Purtroppo, con immensa tristezza, vi dobbiamo dare un brutto aggiornamento: il nostro adorato Tevez non c’è più. Avrebbe dovuto fare la terza seduta di elettrochemioterapia, l’ultima del ciclo, in questi giorni. Invece, nel giro di pochi giorni, la situazione è crollata. La massa tumorale nella zona dove c’era l’orecchio destro, che si era comunque ridotta con le due sedute precedenti di elettrochemioterapia, evidentemente ha creato dei danni a livello neurologico e Tevez in pochi giorni ha smesso di mangiare, si muoveva a fatica ed è subentrata un’infezione sempre dall’orecchio. Abbiamo tentato tutto il possibile ma non rispondeva a nessun farmaco. Si stava lentamente spegnendo e soffriva, è arrivato un momento in cui, guardando nei suoi occhi, abbiamo capito che ci stava chiedendo di lasciarlo andare. Lo abbiamo ascoltato. Quindi, con lo strazio nel cuore, ieri abbiamo deciso, in accordo coi veterinari, di addormentarlo. Nello stato in cui era, fare la terza seduta di chemio sarebbe stato inutile e avrebbe soltanto significato portare avanti per qualche giorno e in sofferenza ciò che stava già accadendo. Abbiamo detto fin da subito che avremmo tentato tutto il possibile ma solo fino a che la sua qualità di vita fosse stata degna. Non lo era più.

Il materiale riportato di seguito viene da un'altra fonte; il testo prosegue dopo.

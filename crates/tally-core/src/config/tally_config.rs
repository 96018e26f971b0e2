//! Top-level Tally configuration with layered resolution.

use std::path::Path;

use serde::{Deserialize, Serialize};

use super::{DatabaseConfig, ReconcileConfig};
use crate::errors::ConfigError;

/// Top-level configuration aggregating all sub-configs.
///
/// Resolution order (highest priority first):
/// 1. Environment variables (`TALLY_*`)
/// 2. Project config (`tally.toml` in the project root)
/// 3. Compiled defaults
#[derive(Debug, Clone, Serialize, Deserialize, Default)]
#[serde(default)]
pub struct TallyConfig {
    pub database: DatabaseConfig,
    pub reconcile: ReconcileConfig,
}

impl TallyConfig {
    pub const FILE_NAME: &'static str = "tally.toml";

    /// Load configuration for the project rooted at `root`.
    ///
    /// A missing `tally.toml` is not an error; an unreadable or invalid one is.
    /// A relative `database.path` is resolved against `root`.
    pub fn load(root: &Path) -> Result<Self, ConfigError> {
        let mut config = Self::default();

        let project_config_path = root.join(Self::FILE_NAME);
        if project_config_path.exists() {
            Self::merge_toml_file(&mut config, &project_config_path)?;
            ::tracing::debug!(path = %project_config_path.display(), "loaded project config");
        }

        Self::apply_env_overrides(&mut config, |key| std::env::var(key).ok())?;

        let db_path = config.database.effective_path();
        if db_path.is_relative() {
            config.database.path = Some(root.join(db_path).display().to_string());
        }

        Self::validate(&config)?;
        Ok(config)
    }

    /// Load configuration from a TOML string.
    pub fn from_toml(toml_str: &str) -> Result<Self, ConfigError> {
        let config: Self = toml::from_str(toml_str).map_err(|e| ConfigError::ParseError {
            path: "<string>".to_string(),
            message: e.to_string(),
        })?;
        Self::validate(&config)?;
        Ok(config)
    }

    /// Validate the configuration values.
    pub fn validate(config: &TallyConfig) -> Result<(), ConfigError> {
        if let Some(path) = &config.database.path {
            if path.trim().is_empty() {
                return Err(ConfigError::ValidationFailed {
                    field: "database.path".to_string(),
                    message: "must not be empty".to_string(),
                });
            }
        }
        if config.database.busy_timeout_ms == Some(0) {
            return Err(ConfigError::ValidationFailed {
                field: "database.busy_timeout_ms".to_string(),
                message: "must be greater than 0".to_string(),
            });
        }
        if config
            .reconcile
            .required_tables
            .iter()
            .any(|t| t.trim().is_empty())
        {
            return Err(ConfigError::ValidationFailed {
                field: "reconcile.required_tables".to_string(),
                message: "table names must not be empty".to_string(),
            });
        }
        Ok(())
    }

    fn merge_toml_file(config: &mut TallyConfig, path: &Path) -> Result<(), ConfigError> {
        let content = std::fs::read_to_string(path).map_err(|_| ConfigError::FileNotFound {
            path: path.display().to_string(),
        })?;

        let file_config: TallyConfig =
            toml::from_str(&content).map_err(|e| ConfigError::ParseError {
                path: path.display().to_string(),
                message: e.to_string(),
            })?;

        Self::merge(config, &file_config);
        Ok(())
    }

    /// Merge `other` into `base`; `other` wins only where it sets a value.
    fn merge(base: &mut TallyConfig, other: &TallyConfig) {
        // Database
        if other.database.path.is_some() {
            base.database.path = other.database.path.clone();
        }
        if other.database.busy_timeout_ms.is_some() {
            base.database.busy_timeout_ms = other.database.busy_timeout_ms;
        }
        if other.database.wal.is_some() {
            base.database.wal = other.database.wal;
        }

        // Reconcile
        if other.reconcile.fail_on_error.is_some() {
            base.reconcile.fail_on_error = other.reconcile.fail_on_error;
        }
        if !other.reconcile.required_tables.is_empty() {
            base.reconcile.required_tables = other.reconcile.required_tables.clone();
        }
        if other.reconcile.run_backfills.is_some() {
            base.reconcile.run_backfills = other.reconcile.run_backfills;
        }
        if other.reconcile.stamp_user_version.is_some() {
            base.reconcile.stamp_user_version = other.reconcile.stamp_user_version;
        }
    }

    /// Apply `TALLY_*` overrides read through `lookup`.
    pub(crate) fn apply_env_overrides<F>(
        config: &mut TallyConfig,
        lookup: F,
    ) -> Result<(), ConfigError>
    where
        F: Fn(&str) -> Option<String>,
    {
        if let Some(val) = lookup("TALLY_DB_PATH") {
            config.database.path = Some(val);
        }
        if let Some(val) = lookup("TALLY_BUSY_TIMEOUT_MS") {
            let v = val.parse::<u64>().map_err(|e| ConfigError::InvalidValue {
                field: "TALLY_BUSY_TIMEOUT_MS".to_string(),
                message: e.to_string(),
            })?;
            config.database.busy_timeout_ms = Some(v);
        }
        if let Some(val) = lookup("TALLY_FAIL_ON_ERROR") {
            let v = val.parse::<bool>().map_err(|e| ConfigError::InvalidValue {
                field: "TALLY_FAIL_ON_ERROR".to_string(),
                message: e.to_string(),
            })?;
            config.reconcile.fail_on_error = Some(v);
        }
        Ok(())
    }

    /// Serialize the config back to TOML.
    pub fn to_toml(&self) -> Result<String, ConfigError> {
        toml::to_string_pretty(self).map_err(|e| ConfigError::ParseError {
            path: "<serialization>".to_string(),
            message: e.to_string(),
        })
    }
}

Vogliamo ringraziare infinitamente tutti coloro che hanno aiutato il nostro Tevez con donazioni per finanziare le sue terapie, venendolo a trovare in gattile e avendo sempre un pensiero per lui. La vostra generosità non è stata vana, le sedute di elettrochemioterapia che Tevez ha fatto grazie ai vostri contributi sono state fondamentali per allungare la sua vita, alcuni mesi in più di vita in casi come il suo non sono pochi, senza di voi ci avrebbe lasciato probabilmente molto prima. E la cosa più importante è che sono stati mesi in cui lui ha potuto vivere sereno e senza soffrire quello che avrebbe sofferto invece. Perciò GRAZIE. Vogliamo che ricordiate Tevez con un sorriso pensandolo ad un esempio di coraggio, dignità e voglia di vivere, tutte cose che dobbiamo prendere ad esempio. Vogliamo che lo ricordiate come un esempio tangibile di come la solidarietà, la generosità e l’unione d’intenti possano fare concretamente qualcosa di buono per chi ha bisogno.
Un grazie particolare a Nicola che ha seguito Tevez con un amore che ci ha commosso.